## WHAT TO DO
Which lines of the records contain the word "crate"? Copy each one.

::::::

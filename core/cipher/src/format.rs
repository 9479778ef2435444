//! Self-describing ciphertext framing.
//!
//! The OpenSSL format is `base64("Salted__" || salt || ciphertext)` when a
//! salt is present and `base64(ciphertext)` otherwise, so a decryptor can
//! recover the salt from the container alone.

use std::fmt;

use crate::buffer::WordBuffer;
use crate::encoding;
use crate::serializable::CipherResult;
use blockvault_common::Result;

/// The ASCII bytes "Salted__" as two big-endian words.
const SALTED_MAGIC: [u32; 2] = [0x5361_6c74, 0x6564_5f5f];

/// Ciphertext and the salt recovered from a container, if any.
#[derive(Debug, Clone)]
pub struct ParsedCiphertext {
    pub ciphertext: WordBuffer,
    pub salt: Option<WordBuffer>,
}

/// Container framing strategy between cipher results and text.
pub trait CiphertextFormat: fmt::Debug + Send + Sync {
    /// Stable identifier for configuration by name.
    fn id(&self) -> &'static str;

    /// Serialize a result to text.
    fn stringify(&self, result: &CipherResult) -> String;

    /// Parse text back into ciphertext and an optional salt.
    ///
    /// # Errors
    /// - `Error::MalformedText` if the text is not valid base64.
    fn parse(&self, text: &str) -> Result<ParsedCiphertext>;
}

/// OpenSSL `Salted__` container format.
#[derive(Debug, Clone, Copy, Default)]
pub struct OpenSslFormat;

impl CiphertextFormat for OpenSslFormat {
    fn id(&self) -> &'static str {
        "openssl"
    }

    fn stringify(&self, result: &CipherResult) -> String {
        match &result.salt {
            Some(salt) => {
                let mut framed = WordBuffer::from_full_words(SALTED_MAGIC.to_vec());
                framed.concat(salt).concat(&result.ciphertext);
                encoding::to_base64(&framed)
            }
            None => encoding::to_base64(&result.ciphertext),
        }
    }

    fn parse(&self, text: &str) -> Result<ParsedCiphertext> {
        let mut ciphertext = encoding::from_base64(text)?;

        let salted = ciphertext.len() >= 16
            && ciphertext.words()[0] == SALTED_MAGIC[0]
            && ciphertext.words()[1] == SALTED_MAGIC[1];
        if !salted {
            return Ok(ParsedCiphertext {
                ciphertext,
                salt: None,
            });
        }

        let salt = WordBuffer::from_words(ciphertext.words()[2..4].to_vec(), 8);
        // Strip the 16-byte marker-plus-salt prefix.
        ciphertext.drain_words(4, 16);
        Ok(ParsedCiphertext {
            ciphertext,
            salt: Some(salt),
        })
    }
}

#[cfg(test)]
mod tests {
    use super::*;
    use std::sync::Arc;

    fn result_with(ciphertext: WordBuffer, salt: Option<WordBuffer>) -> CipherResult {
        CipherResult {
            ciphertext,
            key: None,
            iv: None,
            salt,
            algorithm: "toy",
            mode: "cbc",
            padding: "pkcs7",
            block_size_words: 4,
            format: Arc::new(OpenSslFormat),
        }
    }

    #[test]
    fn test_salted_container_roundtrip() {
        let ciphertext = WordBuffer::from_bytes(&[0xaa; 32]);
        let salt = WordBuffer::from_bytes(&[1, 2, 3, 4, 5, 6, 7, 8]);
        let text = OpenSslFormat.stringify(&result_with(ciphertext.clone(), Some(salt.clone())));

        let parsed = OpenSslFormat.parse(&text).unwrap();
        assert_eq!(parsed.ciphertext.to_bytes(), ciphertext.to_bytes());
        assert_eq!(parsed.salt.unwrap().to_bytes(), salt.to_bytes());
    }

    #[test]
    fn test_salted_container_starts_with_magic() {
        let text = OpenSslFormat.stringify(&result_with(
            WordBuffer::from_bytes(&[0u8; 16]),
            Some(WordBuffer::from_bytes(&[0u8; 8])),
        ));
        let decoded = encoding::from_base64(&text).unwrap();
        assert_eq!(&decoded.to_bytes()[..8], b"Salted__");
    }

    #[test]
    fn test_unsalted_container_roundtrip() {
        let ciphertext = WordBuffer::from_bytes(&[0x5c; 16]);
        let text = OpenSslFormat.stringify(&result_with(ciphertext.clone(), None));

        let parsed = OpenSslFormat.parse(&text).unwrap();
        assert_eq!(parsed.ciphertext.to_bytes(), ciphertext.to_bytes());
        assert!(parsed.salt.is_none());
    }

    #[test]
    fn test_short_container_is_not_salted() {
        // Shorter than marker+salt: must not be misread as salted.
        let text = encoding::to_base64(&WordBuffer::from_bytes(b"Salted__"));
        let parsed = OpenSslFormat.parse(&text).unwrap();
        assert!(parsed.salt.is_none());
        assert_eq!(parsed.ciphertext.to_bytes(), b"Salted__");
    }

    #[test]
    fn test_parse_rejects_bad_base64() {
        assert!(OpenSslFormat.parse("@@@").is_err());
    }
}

::::::

## WORKED SOLUTION
use crate::buffer::WordBuffer;
use crate::encoding;
use crate::serializable::CipherResult;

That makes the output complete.